### WORK ITEM:
Your answer should hold all lines of the entries that include the word "invalid".
━━ INFORMATION SHOWN ━━
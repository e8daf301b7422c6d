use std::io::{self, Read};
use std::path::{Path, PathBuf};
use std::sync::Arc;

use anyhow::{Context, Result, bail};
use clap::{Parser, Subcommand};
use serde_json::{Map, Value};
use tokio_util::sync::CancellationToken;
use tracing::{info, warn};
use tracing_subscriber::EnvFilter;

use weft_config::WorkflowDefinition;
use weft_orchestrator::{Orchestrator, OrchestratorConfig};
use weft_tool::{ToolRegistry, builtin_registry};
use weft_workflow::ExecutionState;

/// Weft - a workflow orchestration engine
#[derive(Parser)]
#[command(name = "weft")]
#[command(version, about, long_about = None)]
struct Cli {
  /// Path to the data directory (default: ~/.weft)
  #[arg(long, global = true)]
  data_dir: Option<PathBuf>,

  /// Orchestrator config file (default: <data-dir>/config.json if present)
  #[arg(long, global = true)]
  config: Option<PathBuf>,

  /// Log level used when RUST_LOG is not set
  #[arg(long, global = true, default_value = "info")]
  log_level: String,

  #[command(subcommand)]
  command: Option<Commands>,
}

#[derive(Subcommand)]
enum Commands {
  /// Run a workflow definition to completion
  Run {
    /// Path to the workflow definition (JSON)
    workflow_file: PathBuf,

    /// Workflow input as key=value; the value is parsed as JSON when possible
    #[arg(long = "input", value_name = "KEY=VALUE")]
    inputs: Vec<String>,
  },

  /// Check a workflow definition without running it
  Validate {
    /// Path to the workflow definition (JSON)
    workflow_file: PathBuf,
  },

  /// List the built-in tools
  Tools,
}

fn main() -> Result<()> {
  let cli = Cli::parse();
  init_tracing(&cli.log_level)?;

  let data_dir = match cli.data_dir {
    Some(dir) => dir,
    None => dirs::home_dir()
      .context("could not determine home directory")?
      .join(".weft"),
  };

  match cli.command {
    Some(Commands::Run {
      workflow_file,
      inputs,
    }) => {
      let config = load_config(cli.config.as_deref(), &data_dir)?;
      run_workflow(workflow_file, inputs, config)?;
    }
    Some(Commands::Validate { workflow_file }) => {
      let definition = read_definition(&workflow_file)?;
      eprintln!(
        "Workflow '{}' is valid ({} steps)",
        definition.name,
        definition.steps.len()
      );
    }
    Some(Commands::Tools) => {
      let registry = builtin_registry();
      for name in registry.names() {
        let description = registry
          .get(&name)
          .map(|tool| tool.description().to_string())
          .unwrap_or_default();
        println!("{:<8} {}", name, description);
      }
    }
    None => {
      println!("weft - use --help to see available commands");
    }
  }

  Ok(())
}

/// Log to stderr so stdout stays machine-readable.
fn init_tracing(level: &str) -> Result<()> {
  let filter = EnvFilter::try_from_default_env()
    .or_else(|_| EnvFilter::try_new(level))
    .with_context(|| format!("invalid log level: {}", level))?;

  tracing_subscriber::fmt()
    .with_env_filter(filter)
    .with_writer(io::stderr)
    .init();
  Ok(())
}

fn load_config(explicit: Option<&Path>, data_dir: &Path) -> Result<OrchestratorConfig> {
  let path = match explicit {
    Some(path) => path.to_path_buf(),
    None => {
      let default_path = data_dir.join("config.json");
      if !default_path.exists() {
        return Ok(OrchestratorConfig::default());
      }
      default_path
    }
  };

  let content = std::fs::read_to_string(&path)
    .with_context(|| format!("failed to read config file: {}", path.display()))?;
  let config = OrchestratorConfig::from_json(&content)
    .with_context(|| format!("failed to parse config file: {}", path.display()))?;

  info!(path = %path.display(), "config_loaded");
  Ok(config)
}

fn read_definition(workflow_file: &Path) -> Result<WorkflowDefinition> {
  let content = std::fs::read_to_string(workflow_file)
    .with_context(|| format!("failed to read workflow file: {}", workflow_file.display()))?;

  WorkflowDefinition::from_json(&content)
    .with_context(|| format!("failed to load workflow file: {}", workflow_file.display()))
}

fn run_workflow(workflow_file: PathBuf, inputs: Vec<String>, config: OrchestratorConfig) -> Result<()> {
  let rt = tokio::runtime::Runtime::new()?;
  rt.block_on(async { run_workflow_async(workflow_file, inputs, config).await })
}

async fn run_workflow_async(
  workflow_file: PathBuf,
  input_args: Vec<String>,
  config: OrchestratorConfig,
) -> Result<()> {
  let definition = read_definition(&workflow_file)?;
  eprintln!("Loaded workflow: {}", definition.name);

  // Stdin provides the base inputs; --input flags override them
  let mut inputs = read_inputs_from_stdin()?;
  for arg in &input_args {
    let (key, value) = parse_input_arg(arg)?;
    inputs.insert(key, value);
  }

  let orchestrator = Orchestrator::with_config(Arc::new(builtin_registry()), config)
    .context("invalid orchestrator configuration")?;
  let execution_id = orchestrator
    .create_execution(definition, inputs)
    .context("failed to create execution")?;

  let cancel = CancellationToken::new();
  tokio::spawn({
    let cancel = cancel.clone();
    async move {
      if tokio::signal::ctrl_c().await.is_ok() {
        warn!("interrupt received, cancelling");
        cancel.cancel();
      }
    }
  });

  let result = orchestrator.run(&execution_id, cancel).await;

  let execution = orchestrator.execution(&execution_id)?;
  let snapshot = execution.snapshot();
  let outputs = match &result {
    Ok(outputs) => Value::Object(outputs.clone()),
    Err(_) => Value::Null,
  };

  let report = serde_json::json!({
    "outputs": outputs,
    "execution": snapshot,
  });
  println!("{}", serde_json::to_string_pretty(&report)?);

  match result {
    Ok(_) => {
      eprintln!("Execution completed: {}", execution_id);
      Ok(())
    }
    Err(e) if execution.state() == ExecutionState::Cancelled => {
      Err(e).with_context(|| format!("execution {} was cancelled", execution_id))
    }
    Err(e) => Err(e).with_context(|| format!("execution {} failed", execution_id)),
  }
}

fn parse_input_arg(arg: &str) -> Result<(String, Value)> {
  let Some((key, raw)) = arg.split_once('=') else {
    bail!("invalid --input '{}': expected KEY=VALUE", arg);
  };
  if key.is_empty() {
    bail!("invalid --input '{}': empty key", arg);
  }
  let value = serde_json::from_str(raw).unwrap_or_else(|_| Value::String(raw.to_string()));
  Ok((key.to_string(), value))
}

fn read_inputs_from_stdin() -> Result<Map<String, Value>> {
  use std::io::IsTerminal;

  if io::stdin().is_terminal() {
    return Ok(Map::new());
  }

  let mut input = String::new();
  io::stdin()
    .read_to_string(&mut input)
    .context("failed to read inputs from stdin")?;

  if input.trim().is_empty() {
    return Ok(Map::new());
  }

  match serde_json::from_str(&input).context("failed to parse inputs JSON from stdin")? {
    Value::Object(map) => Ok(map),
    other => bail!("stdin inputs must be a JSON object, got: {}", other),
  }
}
━━━
### SOLUTION FOR THIS PROBLEM:
    .with_context(|| format!("invalid log level: {}", level))?;
    .context("invalid orchestrator configuration")?;
    bail!("invalid --input '{}': expected KEY=VALUE", arg);
    bail!("invalid --input '{}': empty key", arg);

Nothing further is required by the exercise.